Les enquêteurs peuvent aussi s'appuyer sur la possibiltié de désormais réaliser des "portraits-robot génétiques", développés au laboratoire d'Hématologie Médico-Légale du professeur Christian Doutremepuich. Cette technique, la seule au monde à avoir reçu une accréditation car répondant à une norme de qualité, permet de déterminer la couleur des cheveux, des yeux et de la peau du propriétaire de l'ADN, c'est-à-dire les caractères morphologiques apparents.

Le corbeau identifé par sa voix?

La justice s'appuie donc sur cette science existante mais va aussi interroger les experts pour réaliser une étude de faisabilité sur une potentielle comparaison vocale de la voix du corbeau avec celle de protagonistes déjà cités dans l'affaire. "Ils vont devoir faire un très gros travail de préparation pour évaluer cette faisabilité", note le général François Daoust, ancien directeur de l’IRCGN, l'Institut de recherche criminelle de la gendarmerie nationale, et du pôle judiciaire de la gendarmerie.

Le 23 mars 1983, notamment, le corbeau avait appelé Jean-Marie Villemin, le père de Grégory. Une conversation dans laquelle il évoquait la présence de plusieurs "bâtards" dans son entourage, assurant connaître leur identité. "Et ta mère, elle le sait aussi. Tant qu’elle a peur de la vérité. A toi de chercher", soufflait cette voix par téléphone. "Pour comparer c’est difficile, relève François Daoust, qui pointe "l'écrêtage" de la voix, à savoir une modification.
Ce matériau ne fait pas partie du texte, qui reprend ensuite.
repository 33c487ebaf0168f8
use crate::core::config::DatabaseConfig;
use sqlx::{postgres::PgPoolOptions, PgPool};
use std::time::Duration;

pub async fn create_pool(config: &DatabaseConfig) -> Result<PgPool, sqlx::Error> {
    PgPoolOptions::new()
        .max_connections(config.max_connections)
        .min_connections(config.min_connections)
        .acquire_timeout(Duration::from_secs(config.acquire_timeout_secs))
        .idle_timeout(Duration::from_secs(config.idle_timeout_secs))
        .max_lifetime(Duration::from_secs(config.max_lifetime_secs))
        .connect(&config.url)
        .await
}

/// Apply pending migrations from `./migrations`
pub async fn run_migrations(pool: &PgPool) -> Result<(), sqlx::migrate::MigrateError> {
    sqlx::migrate!("./migrations").run(pool).await
}
use async_trait::async_trait;
use axum::Router;
use bytes::Bytes;
use std::path::{Path, PathBuf};
use std::sync::atomic::{AtomicBool, AtomicU32, Ordering};
use std::sync::Arc;
use tempfile::TempDir;
use tokio::sync::Notify;
use uuid::Uuid;

use crate::core::config::{AppConfig, SwaggerConfig, UploadConfig};
use crate::core::error::{AppError, Result};
use crate::core::router::build_router;
use crate::features::uploads::{UploadService, UploadSessionRegistry};
use crate::modules::session_store::MemorySessionStore;
use crate::modules::storage::{
    ArtifactStore, ChunkStore, LocalArtifactStore, MemoryChunkStore, StoredArtifact,
};

/// Fully wired application over in-memory sessions and chunks, with
/// assembled files written below a temporary directory
pub struct TestApp {
    pub router: Router,
    pub registry: Arc<UploadSessionRegistry>,
    pub files_dir: PathBuf,
    _dir: TempDir,
}

pub fn test_upload_config(scratch_dir: PathBuf) -> UploadConfig {
    UploadConfig {
        scratch_dir,
        min_chunk_size: 1,
        ..UploadConfig::default()
    }
}

pub fn test_app() -> TestApp {
    test_app_with_chunk_store(Arc::new(MemoryChunkStore::new()))
}

pub fn test_app_with_chunk_store(chunk_store: Arc<dyn ChunkStore>) -> TestApp {
    test_app_with(chunk_store, |_| {})
}

/// Like [`test_app_with_chunk_store`], with a hook to adjust the upload config
pub fn test_app_with(
    chunk_store: Arc<dyn ChunkStore>,
    tune: impl FnOnce(&mut UploadConfig),
) -> TestApp {
    let dir = TempDir::new().expect("create temp dir");
    let mut config = test_upload_config(dir.path().to_path_buf());
    tune(&mut config);
    let files_dir = config.files_dir();

    let registry = Arc::new(UploadSessionRegistry::new(
        Arc::new(MemorySessionStore::new()),
        chunk_store,
        config,
    ));
    let service = Arc::new(UploadService::new(
        Arc::clone(&registry),
        Arc::new(LocalArtifactStore::new(&files_dir)),
    ));

    let app_config = AppConfig {
        host: "127.0.0.1".to_string(),
        port: 0,
        cors_allowed_origins: vec!["*".to_string()],
    };
    let swagger_config = SwaggerConfig {
        username: None,
        password: None,
        title: "Claimdoc API".to_string(),
        version: "test".to_string(),
        description: "test".to_string(),
    };

    TestApp {
        router: build_router(service, &app_config, &swagger_config),
        registry,
        files_dir,
        _dir: dir,
    }
}

/// Serve `router` on an ephemeral local port, returning its base URL
pub async fn spawn_server(router: Router) -> String {
    let listener = tokio::net::TcpListener::bind("127.0.0.1:0")
        .await
        .expect("bind ephemeral port");
    let addr = listener.local_addr().expect("local addr");

    tokio::spawn(async move {
        axum::serve(listener, router).await.expect("test server");
    });

    format!("http://{}", addr)
}

/// Deterministic file contents; offsets are recognisable in the output
pub fn sample_bytes(len: usize) -> Vec<u8> {
    (0..len).map(|i| (i % 251) as u8).collect()
}

/// Chunk store whose first `failures` writes fail with a transient
/// storage error, optionally only for one chunk index
pub struct FlakyChunkStore {
    inner: MemoryChunkStore,
    only_index: Option<u32>,
    remaining_failures: AtomicU32,
    write_attempts: AtomicU32,
}

impl FlakyChunkStore {
    pub fn new(failures: u32) -> Self {
        Self {
            inner: MemoryChunkStore::new(),
            only_index: None,
            remaining_failures: AtomicU32::new(failures),
            write_attempts: AtomicU32::new(0),
        }
    }

    pub fn failing_chunk(index: u32, failures: u32) -> Self {
        Self {
            only_index: Some(index),
            ..Self::new(failures)
        }
    }

    pub fn write_attempts(&self) -> u32 {
        self.write_attempts.load(Ordering::SeqCst)
    }
}

#[async_trait]
impl ChunkStore for FlakyChunkStore {
    async fn allocate(&self, upload_id: Uuid) -> Result<()> {
        self.inner.allocate(upload_id).await
    }

    async fn write(&self, upload_id: Uuid, index: u32, payload: Bytes) -> Result<()> {
        self.write_attempts.fetch_add(1, Ordering::SeqCst);
        if self.only_index.is_some_and(|only| only != index) {
            return self.inner.write(upload_id, index, payload).await;
        }
        let failed = self
            .remaining_failures
            .fetch_update(Ordering::SeqCst, Ordering::SeqCst, |n| n.checked_sub(1))
            .is_ok();
        if failed {
            return Err(AppError::Storage("scratch volume unavailable".to_string()));
        }
        self.inner.write(upload_id, index, payload).await
    }

    async fn read(&self, upload_id: Uuid, index: u32) -> Result<Bytes> {
        self.inner.read(upload_id, index).await
    }

    async fn purge(&self, upload_id: Uuid) -> Result<()> {
        self.inner.purge(upload_id).await
    }
}

/// One-shot pause point for interleaving concurrent operations in tests.
///
/// Once armed, the next caller of [`Gate::pass`] signals `entered` and
/// parks until [`Gate::release`]. Later callers go straight through.
#[derive(Default)]
pub struct Gate {
    armed: AtomicBool,
    entered: Notify,
    release: Notify,
}

impl Gate {
    pub fn arm(&self) {
        self.armed.store(true, Ordering::SeqCst);
    }

    pub async fn pass(&self) {
        if self.armed.swap(false, Ordering::SeqCst) {
            self.entered.notify_one();
            self.release.notified().await;
        }
    }

    /// Wait until a caller is parked in [`Gate::pass`]
    pub async fn entered(&self) {
        self.entered.notified().await;
    }

    pub fn release(&self) {
        self.release.notify_one();
    }
}

/// In-memory chunk store that can hold one read and one write mid-flight
#[derive(Default)]
pub struct GatedChunkStore {
    inner: MemoryChunkStore,
    pub reads: Gate,
    pub writes: Gate,
}

impl GatedChunkStore {
    pub fn new() -> Self {
        Self::default()
    }

    pub async fn stored_chunks(&self, upload_id: Uuid) -> usize {
        self.inner.stored_chunks(upload_id).await
    }
}

#[async_trait]
impl ChunkStore for GatedChunkStore {
    async fn allocate(&self, upload_id: Uuid) -> Result<()> {
        self.inner.allocate(upload_id).await
    }

    async fn write(&self, upload_id: Uuid, index: u32, payload: Bytes) -> Result<()> {
        self.writes.pass().await;
        self.inner.write(upload_id, index, payload).await
    }

    async fn read(&self, upload_id: Uuid, index: u32) -> Result<Bytes> {
        self.reads.pass().await;
        self.inner.read(upload_id, index).await
    }

    async fn purge(&self, upload_id: Uuid) -> Result<()> {
        self.inner.purge(upload_id).await
    }
}

/// Local artifact store that can hold one persist before it touches disk
pub struct GatedArtifactStore {
    inner: LocalArtifactStore,
    pub persists: Gate,
}

impl GatedArtifactStore {
    pub fn new(root: impl Into<PathBuf>) -> Self {
        Self {
            inner: LocalArtifactStore::new(root),
            persists: Gate::default(),
        }
    }
}

#[async_trait]
impl ArtifactStore for GatedArtifactStore {
    async fn persist(
        &self,
        upload_id: Uuid,
        attempt: Uuid,
        filename: &str,
        mime_type: &str,
        staged: &Path,
    ) -> Result<StoredArtifact> {
        self.persists.pass().await;
        self.inner
            .persist(upload_id, attempt, filename, mime_type, staged)
            .await
    }

    async fn remove(&self, key: &str) -> Result<()> {
        self.inner.remove(key).await
    }
}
"Il va falloir récupérer l’ensemble des enregistrements, rassembler ceux des mêmes locuteurs et après récupérer des enregistrements d’autres personnes qui seraient décédées pour les traiter de façon à savoir si c’est comparable ou pas. Pour ceux qui sont vivants, il va falloir faire des enregistrements. Même si le fond de notre voix reste propre, il y a un écrêtage naturel de la voix lié à l’âge, la maladie ou autre qui fait qu’il peut y avoir des variations. La voix va être annexe par rapport à l’ADN."

"Si on a les enregistrements du corbeau, pour faire des comparaisons dans cette affaire, beaucoup de personne se sont exprimées de façon naturelle devant une caméra et il existe des enregistrements contemporains à ceux du corbeau", espère Me Marie-Christine Chastant-Morand. "C'est difficile mais possible."

Des actes vains?

Les parents de Grégory Villemin et la justice espèrent que cette technique pourrait livrer l'identité du ou des corbeaux. Cette affaire avait en effet attiré toutes sortes de personnages: l'an dernier, une femme a été identifiée comme ayant écrit un des courriers menaçants envoyés à la famille du petit garçon. Une femme qui vivait à l'époque des faits à Paris et qui a reconnu avoir écrit le "Je vous ferez (sic) la peau" mais qui a nié toute implication dans l'assassinat de l'enfant.

En 2017, l'affaire du petit Grégory avait connu un rebondissement avec la mise en examen de Marcel et Jacqueline Jacob, le grand-oncle et la grande-tante de Grégory, et de Murielle Bolle. Mises en examen depuis annulées en raison notamment d'un vice de procédure. "Je serais quand même très étonné qu’il y ait des gens qui n’aient pas été testés", s'étonne Me Frédéric Berna, l'avocat de Jacqueline Jacob.

"L'ADN de ma cliente a été comparé, il n’est nulle part. On essaie de rattraper les errements qui ont été ceux de l’immédiateté de l’enquête. A multiplier les investigations, il ne faudrait pas mettre en danger la présomption d’innocence."